> YOUR TASK
Look below. Copy each line that has "impl" in it.

Recorded data
------------
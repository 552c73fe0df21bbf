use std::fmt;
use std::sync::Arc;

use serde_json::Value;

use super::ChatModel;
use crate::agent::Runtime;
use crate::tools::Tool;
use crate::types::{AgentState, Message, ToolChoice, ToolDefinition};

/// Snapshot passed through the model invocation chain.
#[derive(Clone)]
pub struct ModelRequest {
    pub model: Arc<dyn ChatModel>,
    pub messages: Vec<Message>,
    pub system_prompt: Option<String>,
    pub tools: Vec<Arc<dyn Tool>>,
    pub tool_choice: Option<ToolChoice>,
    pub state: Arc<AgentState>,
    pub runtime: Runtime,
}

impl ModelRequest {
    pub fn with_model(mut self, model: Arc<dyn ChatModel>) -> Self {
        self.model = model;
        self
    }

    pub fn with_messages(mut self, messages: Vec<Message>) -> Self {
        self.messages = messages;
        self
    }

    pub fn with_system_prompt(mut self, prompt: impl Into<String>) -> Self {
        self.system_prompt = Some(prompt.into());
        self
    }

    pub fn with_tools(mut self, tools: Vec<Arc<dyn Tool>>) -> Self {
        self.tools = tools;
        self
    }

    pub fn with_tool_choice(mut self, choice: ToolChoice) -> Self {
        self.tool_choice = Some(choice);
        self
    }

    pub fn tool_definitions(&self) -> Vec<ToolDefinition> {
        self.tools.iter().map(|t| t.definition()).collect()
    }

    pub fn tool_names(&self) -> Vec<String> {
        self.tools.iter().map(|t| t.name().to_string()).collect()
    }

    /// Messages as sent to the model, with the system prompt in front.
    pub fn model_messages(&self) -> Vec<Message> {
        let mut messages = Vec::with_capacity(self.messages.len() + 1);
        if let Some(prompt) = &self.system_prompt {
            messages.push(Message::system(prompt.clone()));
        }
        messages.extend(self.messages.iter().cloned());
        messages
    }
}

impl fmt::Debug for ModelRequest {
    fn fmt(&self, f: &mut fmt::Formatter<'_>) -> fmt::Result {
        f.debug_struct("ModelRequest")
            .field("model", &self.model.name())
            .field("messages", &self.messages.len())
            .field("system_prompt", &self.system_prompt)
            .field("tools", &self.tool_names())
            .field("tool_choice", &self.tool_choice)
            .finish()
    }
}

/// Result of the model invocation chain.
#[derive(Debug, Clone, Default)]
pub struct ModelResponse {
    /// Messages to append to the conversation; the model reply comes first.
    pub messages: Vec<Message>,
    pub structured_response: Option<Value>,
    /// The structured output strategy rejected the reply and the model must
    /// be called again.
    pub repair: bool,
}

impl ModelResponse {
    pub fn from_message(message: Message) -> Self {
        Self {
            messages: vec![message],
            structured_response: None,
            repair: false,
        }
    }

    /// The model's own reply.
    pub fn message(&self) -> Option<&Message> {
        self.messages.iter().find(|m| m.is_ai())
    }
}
------------
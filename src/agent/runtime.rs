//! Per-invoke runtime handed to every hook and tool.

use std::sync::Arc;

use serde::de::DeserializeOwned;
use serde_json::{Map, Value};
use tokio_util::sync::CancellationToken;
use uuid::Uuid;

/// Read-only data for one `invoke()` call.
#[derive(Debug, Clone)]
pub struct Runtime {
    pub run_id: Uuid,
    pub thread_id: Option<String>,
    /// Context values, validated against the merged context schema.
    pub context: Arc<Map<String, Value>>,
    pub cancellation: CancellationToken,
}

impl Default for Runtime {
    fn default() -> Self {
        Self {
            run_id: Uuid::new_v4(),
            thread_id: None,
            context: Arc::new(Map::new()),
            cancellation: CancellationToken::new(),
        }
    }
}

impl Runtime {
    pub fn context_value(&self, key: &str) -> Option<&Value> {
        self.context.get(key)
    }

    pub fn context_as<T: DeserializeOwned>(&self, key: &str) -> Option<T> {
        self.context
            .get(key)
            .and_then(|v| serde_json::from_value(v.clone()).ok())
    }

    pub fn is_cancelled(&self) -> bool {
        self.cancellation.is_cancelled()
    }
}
------------
> REPLY TO THE EXERCISE
impl ModelRequest {
    pub fn with_system_prompt(mut self, prompt: impl Into<String>) -> Self {
impl fmt::Debug for ModelRequest {
impl ModelResponse {
impl Default for Runtime {
impl Runtime {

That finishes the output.